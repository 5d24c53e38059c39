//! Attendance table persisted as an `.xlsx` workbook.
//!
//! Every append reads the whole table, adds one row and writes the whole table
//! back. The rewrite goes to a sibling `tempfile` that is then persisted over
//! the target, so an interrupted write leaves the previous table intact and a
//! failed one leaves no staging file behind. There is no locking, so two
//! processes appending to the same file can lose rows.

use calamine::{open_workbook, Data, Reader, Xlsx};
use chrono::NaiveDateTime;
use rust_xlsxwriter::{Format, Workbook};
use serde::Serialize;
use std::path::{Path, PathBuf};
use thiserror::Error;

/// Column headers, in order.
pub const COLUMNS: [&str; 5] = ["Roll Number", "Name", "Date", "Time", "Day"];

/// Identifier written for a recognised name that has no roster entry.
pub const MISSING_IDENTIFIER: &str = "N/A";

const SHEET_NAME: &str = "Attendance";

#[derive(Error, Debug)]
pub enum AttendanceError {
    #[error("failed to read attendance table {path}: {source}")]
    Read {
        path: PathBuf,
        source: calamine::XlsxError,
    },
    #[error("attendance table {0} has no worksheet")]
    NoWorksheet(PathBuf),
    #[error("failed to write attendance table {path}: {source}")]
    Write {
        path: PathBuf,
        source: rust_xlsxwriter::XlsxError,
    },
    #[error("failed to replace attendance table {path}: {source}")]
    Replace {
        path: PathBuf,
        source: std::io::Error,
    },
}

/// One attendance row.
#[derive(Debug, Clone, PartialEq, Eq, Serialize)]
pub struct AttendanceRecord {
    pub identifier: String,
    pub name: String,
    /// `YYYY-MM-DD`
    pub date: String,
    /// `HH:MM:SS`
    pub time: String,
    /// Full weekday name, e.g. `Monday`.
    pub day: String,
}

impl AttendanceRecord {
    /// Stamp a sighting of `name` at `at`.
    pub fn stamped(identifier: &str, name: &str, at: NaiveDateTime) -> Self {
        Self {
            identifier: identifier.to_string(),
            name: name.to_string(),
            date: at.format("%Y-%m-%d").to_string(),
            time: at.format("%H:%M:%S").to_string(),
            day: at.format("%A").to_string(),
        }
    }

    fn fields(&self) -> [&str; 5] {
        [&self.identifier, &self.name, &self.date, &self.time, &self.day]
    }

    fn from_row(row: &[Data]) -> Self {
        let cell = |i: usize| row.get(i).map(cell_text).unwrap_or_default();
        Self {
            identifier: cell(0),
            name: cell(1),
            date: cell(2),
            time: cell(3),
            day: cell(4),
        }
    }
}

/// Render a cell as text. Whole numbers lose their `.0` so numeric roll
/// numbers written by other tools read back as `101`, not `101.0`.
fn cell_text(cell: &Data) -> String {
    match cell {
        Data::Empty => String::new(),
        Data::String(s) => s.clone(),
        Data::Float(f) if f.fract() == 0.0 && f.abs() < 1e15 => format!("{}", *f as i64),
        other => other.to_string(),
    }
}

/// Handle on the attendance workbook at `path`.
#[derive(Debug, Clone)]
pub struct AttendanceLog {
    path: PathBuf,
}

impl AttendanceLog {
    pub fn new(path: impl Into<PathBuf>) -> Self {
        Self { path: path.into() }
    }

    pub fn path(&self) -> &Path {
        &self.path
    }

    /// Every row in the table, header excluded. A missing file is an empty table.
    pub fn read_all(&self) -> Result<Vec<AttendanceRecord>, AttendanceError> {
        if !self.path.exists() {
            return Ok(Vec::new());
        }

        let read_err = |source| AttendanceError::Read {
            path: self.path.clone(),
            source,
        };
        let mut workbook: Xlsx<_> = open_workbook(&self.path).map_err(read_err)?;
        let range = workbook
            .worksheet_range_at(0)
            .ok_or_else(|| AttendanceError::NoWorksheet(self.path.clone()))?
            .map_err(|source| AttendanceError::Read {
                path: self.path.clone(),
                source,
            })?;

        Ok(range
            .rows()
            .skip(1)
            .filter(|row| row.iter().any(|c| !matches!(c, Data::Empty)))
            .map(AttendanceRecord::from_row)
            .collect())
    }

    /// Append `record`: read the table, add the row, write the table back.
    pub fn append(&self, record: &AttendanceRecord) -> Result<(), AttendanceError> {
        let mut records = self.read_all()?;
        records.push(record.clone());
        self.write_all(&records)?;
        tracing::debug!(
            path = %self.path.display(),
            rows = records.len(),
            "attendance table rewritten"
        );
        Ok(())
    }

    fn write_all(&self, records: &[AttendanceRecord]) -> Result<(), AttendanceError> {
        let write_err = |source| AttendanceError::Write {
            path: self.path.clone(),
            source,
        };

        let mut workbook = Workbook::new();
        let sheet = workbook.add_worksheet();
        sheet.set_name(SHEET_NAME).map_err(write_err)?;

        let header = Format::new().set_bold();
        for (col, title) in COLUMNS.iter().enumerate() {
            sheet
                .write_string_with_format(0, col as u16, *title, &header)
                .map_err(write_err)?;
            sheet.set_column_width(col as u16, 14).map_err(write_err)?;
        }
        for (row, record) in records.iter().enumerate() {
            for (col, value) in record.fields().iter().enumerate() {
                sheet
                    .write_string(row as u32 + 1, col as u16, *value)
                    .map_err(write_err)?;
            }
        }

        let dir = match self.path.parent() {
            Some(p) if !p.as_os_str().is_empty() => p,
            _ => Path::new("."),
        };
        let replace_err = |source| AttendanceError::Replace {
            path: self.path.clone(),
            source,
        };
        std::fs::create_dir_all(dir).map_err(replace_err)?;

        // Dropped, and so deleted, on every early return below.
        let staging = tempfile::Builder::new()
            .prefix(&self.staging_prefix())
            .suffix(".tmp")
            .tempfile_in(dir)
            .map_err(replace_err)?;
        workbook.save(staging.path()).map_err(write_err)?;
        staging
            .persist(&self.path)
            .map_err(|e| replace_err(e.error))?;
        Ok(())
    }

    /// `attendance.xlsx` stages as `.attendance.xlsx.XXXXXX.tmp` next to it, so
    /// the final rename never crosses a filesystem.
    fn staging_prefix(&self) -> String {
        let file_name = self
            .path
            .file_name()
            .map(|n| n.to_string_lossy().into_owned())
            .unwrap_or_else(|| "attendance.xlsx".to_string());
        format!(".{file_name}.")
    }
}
*****
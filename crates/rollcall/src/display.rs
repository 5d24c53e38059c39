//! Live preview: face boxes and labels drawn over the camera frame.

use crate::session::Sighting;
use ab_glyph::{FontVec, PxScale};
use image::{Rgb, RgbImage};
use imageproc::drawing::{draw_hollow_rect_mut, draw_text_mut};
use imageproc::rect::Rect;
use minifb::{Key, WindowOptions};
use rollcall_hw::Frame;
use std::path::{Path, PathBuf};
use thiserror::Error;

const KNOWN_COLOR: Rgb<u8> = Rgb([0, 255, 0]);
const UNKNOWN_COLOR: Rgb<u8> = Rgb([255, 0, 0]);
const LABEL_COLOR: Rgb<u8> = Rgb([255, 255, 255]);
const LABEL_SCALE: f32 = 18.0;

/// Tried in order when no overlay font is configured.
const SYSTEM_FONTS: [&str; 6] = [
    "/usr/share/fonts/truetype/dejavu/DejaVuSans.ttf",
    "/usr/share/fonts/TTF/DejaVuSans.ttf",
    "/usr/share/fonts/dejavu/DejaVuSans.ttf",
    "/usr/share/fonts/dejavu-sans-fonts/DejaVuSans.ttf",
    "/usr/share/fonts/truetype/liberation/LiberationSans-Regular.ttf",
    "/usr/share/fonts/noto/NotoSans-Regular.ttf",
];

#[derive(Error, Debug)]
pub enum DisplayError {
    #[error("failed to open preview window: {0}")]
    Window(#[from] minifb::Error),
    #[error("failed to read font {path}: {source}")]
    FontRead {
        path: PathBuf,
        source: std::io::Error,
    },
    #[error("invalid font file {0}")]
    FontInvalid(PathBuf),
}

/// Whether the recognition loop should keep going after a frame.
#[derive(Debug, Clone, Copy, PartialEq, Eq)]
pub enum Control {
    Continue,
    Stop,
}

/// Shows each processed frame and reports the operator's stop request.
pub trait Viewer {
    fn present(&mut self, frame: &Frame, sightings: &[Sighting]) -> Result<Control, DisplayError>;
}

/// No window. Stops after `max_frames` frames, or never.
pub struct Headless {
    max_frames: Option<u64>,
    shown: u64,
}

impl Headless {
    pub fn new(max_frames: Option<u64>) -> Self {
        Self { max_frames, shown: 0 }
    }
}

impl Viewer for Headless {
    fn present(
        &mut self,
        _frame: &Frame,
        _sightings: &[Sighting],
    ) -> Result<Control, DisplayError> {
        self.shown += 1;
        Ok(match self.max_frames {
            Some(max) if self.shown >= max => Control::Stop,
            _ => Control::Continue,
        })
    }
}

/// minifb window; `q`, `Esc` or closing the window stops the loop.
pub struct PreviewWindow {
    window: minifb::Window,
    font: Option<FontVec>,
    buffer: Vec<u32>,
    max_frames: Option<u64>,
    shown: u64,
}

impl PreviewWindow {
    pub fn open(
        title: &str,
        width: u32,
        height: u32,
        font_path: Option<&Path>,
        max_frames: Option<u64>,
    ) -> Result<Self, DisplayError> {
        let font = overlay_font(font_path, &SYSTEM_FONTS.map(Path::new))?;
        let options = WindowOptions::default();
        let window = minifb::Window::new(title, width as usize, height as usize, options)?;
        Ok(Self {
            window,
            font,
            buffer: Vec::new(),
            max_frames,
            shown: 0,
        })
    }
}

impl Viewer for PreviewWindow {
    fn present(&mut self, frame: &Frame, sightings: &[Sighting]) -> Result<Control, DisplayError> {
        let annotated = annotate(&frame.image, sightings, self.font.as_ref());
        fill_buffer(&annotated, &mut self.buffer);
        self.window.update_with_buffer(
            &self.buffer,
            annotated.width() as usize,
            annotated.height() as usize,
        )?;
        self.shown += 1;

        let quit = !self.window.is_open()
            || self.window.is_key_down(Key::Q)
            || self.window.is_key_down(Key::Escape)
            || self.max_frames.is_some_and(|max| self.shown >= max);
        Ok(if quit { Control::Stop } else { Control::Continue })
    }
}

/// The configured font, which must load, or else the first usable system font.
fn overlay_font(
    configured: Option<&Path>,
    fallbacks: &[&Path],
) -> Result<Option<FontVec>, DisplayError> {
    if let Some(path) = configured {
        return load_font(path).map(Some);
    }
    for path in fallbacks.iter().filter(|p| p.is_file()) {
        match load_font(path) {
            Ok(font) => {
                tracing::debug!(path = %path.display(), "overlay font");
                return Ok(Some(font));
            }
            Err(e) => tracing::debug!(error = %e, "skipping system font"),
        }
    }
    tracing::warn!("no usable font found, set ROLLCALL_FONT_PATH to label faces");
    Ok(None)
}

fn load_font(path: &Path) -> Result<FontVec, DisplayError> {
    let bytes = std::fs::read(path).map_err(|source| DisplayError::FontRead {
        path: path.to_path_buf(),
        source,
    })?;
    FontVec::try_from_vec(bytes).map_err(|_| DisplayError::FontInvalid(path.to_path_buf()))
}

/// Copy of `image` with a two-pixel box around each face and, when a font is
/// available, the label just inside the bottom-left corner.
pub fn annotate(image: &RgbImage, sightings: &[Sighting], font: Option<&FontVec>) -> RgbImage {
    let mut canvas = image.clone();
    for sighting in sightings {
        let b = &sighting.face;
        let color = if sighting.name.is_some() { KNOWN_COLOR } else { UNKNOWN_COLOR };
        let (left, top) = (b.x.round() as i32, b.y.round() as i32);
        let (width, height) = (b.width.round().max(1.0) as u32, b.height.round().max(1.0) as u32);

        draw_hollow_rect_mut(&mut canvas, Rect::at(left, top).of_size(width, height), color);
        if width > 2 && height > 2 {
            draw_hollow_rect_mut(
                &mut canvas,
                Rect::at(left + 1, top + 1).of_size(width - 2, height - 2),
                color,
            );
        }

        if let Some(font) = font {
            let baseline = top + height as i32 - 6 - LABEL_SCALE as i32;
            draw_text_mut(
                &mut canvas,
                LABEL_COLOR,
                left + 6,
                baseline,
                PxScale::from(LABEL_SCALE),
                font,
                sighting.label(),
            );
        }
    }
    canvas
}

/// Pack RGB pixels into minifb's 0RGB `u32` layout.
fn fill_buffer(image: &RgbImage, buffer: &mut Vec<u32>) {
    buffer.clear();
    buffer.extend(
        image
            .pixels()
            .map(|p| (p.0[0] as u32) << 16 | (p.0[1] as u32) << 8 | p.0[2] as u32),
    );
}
*****
# Aim of the exercise
Across the entries above, work out the count of lines that hold the word "value", and state that number alone.

# Answer
2